In today’s SensCy Cyber Alert, your SensCy team recommends Fortinet customer patch their appliance to combat an actively exploited FortiOS SSL-VPN vulnerability. The vulnerability can be tracked as CVE-2022-42475 and is a heap=based buffer overflow bug in FortiOS SSL-VPN that could allow unauthenticated remote code execution.
What do we know about the vulnerability?
The vulnerability was first disclosed by a French cybersecurity firm as a zero-day vulnerability, warning users to monitor logs until a patch was available. The bug was fixed on November 28th in FortiOS 7.2.3 without releasing any information about it being exploited as a zero-day.

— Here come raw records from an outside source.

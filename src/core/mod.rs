//! Allocation engine for the shared-vehicle mileage log.
//!
//! The [`Ledger`] owns the two tables (trips and fuelings) as plain values.
//! Callers load it from a store, apply one operation, and save it back.
//! Every operation validates before it mutates, so a rejected call leaves
//! the ledger exactly as it was.

use chrono::NaiveDate;
use tracing::{debug, info};

mod fueling;
mod record;
mod report;

pub use fueling::{AUTO_SPLIT_COMMENT, SplitResult, split_first_spanning};
pub use record::{
    FUELING_COLUMNS, Fueling, RowError, TRIP_COLUMNS, Trip, format_date, parse_date,
};
pub use report::{BalanceGrid, balance_grid, total_distance_by_driver};

/// Errors returned when an entry conflicts with what is already recorded.
#[derive(Debug, Clone, PartialEq, Eq)]
pub enum LedgerError {
    /// The trip odometer does not exceed the last recorded trip odometer.
    InvalidDistance { previous: u64 },
    /// The fueling odometer does not exceed the last fueling odometer.
    OutOfOrderFueling { previous: u64 },
    /// The fueling odometer is beyond the last recorded trip.
    FuelingAheadOfTrips { last_trip: u64 },
}

impl std::fmt::Display for LedgerError {
    fn fmt(&self, f: &mut std::fmt::Formatter<'_>) -> std::fmt::Result {
        match self {
            LedgerError::InvalidDistance { previous } => {
                write!(f, "Kilometers must be greater than last entry ({previous})")
            }
            LedgerError::OutOfOrderFueling { previous } => {
                write!(
                    f,
                    "Kilometers must be greater than last fueling ({previous})"
                )
            }
            LedgerError::FuelingAheadOfTrips { last_trip } => write!(
                f,
                "Add trip first, then fueling! Kilometers are higher than last trip ({last_trip})"
            ),
        }
    }
}

impl std::error::Error for LedgerError {}

/// Trips and fuelings of one vehicle, both ordered by odometer.
#[derive(Debug, Clone, Default, PartialEq)]
pub struct Ledger {
    trips: Vec<Trip>,
    fuelings: Vec<Fueling>,
}

impl Ledger {
    /// Builds a ledger from previously stored tables.
    ///
    /// Rows are kept in stored order; the tables are expected to already
    /// satisfy the ordering invariants.
    pub fn from_tables(trips: Vec<Trip>, fuelings: Vec<Fueling>) -> Self {
        Self { trips, fuelings }
    }

    pub fn trips(&self) -> &[Trip] {
        &self.trips
    }

    pub fn fuelings(&self) -> &[Fueling] {
        &self.fuelings
    }

    /// Consumes the ledger, returning `(trips, fuelings)` for persistence.
    pub fn into_tables(self) -> (Vec<Trip>, Vec<Fueling>) {
        (self.trips, self.fuelings)
    }

    /// Odometer after the last trip in sequence order, or 0 without trips.
    pub fn last_odometer(&self) -> u64 {
        self.trips.last().map(|t| t.odometer_after).unwrap_or(0)
    }

    /// Highest odometer reached by any trip.
    pub fn max_trip_odometer(&self) -> u64 {
        self.trips
            .iter()
            .map(|t| t.odometer_after)
            .max()
            .unwrap_or(0)
    }

    /// Odometer of the last fueling, or 0 without fuelings.
    pub fn last_fueling_odometer(&self) -> u64 {
        self.fuelings.last().map(|f| f.odometer).unwrap_or(0)
    }

    /// Records a trip ending at `odometer_after`.
    ///
    /// The driven distance is derived from the previous trip's odometer.
    pub fn add_trip(
        &mut self,
        date: NaiveDate,
        driver: impl Into<String>,
        odometer_after: u64,
        comment: Option<String>,
        recorded_by: impl Into<String>,
    ) -> Result<Trip, LedgerError> {
        let previous = self.last_odometer();
        if odometer_after <= previous {
            debug!(odometer_after, previous, "Rejected trip");
            return Err(LedgerError::InvalidDistance { previous });
        }
        let trip = Trip {
            date,
            driver: driver.into(),
            odometer_after,
            distance: odometer_after - previous,
            comment: comment.filter(|c| !c.is_empty()),
            recorded_by: recorded_by.into(),
        };
        info!(
            driver = %trip.driver,
            odometer_after,
            distance = trip.distance,
            "Trip recorded"
        );
        self.trips.push(trip.clone());
        Ok(trip)
    }
}

#[cfg(test)]
mod tests {
    use super::*;

    fn day() -> NaiveDate {
        NaiveDate::from_ymd_opt(2024, 5, 1).unwrap()
    }

    #[test]
    fn first_trip_starts_at_zero() {
        let mut ledger = Ledger::default();
        let trip = ledger.add_trip(day(), "anna", 120, None, "anna").unwrap();
        assert_eq!(trip.distance, 120);
        assert_eq!(ledger.last_odometer(), 120);
    }

    #[test]
    fn distance_is_delta_to_previous_trip() {
        let mut ledger = Ledger::default();
        ledger.add_trip(day(), "anna", 100, None, "anna").unwrap();
        let trip = ledger
            .add_trip(day(), "ben", 175, Some("shopping".into()), "anna")
            .unwrap();
        assert_eq!(trip.distance, 75);
        assert_eq!(trip.recorded_by, "anna");
        assert_eq!(trip.comment.as_deref(), Some("shopping"));
    }

    #[test]
    fn non_increasing_odometer_is_rejected() {
        let mut ledger = Ledger::default();
        ledger.add_trip(day(), "anna", 100, None, "anna").unwrap();
        let before = ledger.clone();

        let err = ledger.add_trip(day(), "ben", 100, None, "ben").unwrap_err();
        assert_eq!(err, LedgerError::InvalidDistance { previous: 100 });
        let err = ledger.add_trip(day(), "ben", 40, None, "ben").unwrap_err();
        assert_eq!(err, LedgerError::InvalidDistance { previous: 100 });
        assert_eq!(ledger, before);
    }

    #[test]
    fn zero_odometer_on_empty_ledger_is_rejected() {
        let mut ledger = Ledger::default();
        let err = ledger.add_trip(day(), "anna", 0, None, "anna").unwrap_err();
        assert_eq!(err, LedgerError::InvalidDistance { previous: 0 });
        assert!(ledger.trips().is_empty());
    }

    #[test]
    fn empty_comment_is_dropped() {
        let mut ledger = Ledger::default();
        let trip = ledger
            .add_trip(day(), "anna", 10, Some(String::new()), "anna")
            .unwrap();
        assert_eq!(trip.comment, None);
    }

    #[test]
    fn error_messages_name_prior_value() {
        assert_eq!(
            LedgerError::InvalidDistance { previous: 42 }.to_string(),
            "Kilometers must be greater than last entry (42)"
        );
        assert!(
            LedgerError::FuelingAheadOfTrips { last_trip: 7 }
                .to_string()
                .ends_with("(7)")
        );
    }
}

Today, Fortinet released a security advisory FG-IR-22-398, publicly explaining that the vulnerability has been exploited in attacks and that users should update to the following version to fix the bug:
- FortiOS version 7.2.3 or above
- FortiOS version 7.0.9 or above
- FortiOS version 6.4.11 or above
- FortiOS version 6.2.12 or above
- FortiOS-6K7K version 7.0.8 or above
- FortiOS-6K7K version 6.4.10 or above
- FortiOS-6K7K version 6.2.12 or above
- FortiOS-6K7K version 6.0.15 or above
If you are unable to apply the patches immediately, SensCy’s recommendations are to monitor logs, disable the VPN-SSL functionality, and create access rules to limit connections from specific IP addresses.
Why are zero-day vulnerabilities dangerous?
Two main reasons: Cybercriminals can freely exploit these vulnerabilities by malware infections, potentially resulting in data loss for the victims. The systems are vulnerable for as long as the user does not update or install the patch issued by the vendor.